5 years ago

Telomere Damage Response and Low-Grade Inflammation.

Yu X, Wang L, Liu JP
Telomeres at the ends of chromosomes safeguard genome integrity and stability in human nucleated cells. However, telomere repeats shed off during cell proliferation and other stress responses. Our recent studies show that telomere attrition induces not only epithelial stem cell senescence but also low-grade inflammation in the lungs. The senescence-associated low-grade inflammation (SALI) is characteristic of alveolar stem cell replicative senescence, increased proinflammatory and anti-inflammatory cytokines, infiltrated immune cells, and spillover effects. To date, the mechanisms underlying SALI remain unclear.

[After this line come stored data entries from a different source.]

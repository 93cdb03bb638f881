//! Transport layer for feedrelay
//!
//! Handles WebSocket connections carrying the signaling protocol.

pub mod signaling_server;

pub use signaling_server::{close_session, dispatch, handle_signaling_connection};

Investigations demonstrate that senescent epithelial stem cells with telomere erosion are not the source of secreted cytokines, containing no significant increase in expression of the genes coding for increased cytokines, suggesting an alternative senescence-associated secretory phenotype (A-SASP). Given that telomere loss results in significant alterations in the genomes and accumulations of the cleaved telomeric DNA in the cells and milieu externe, we conclude that telomere position effects (TPEs) on gene expression and damage-associated molecular patterns (DAMPs) in antigen presentation are involved in A-SASP and SALI in response to telomere damage in mammals.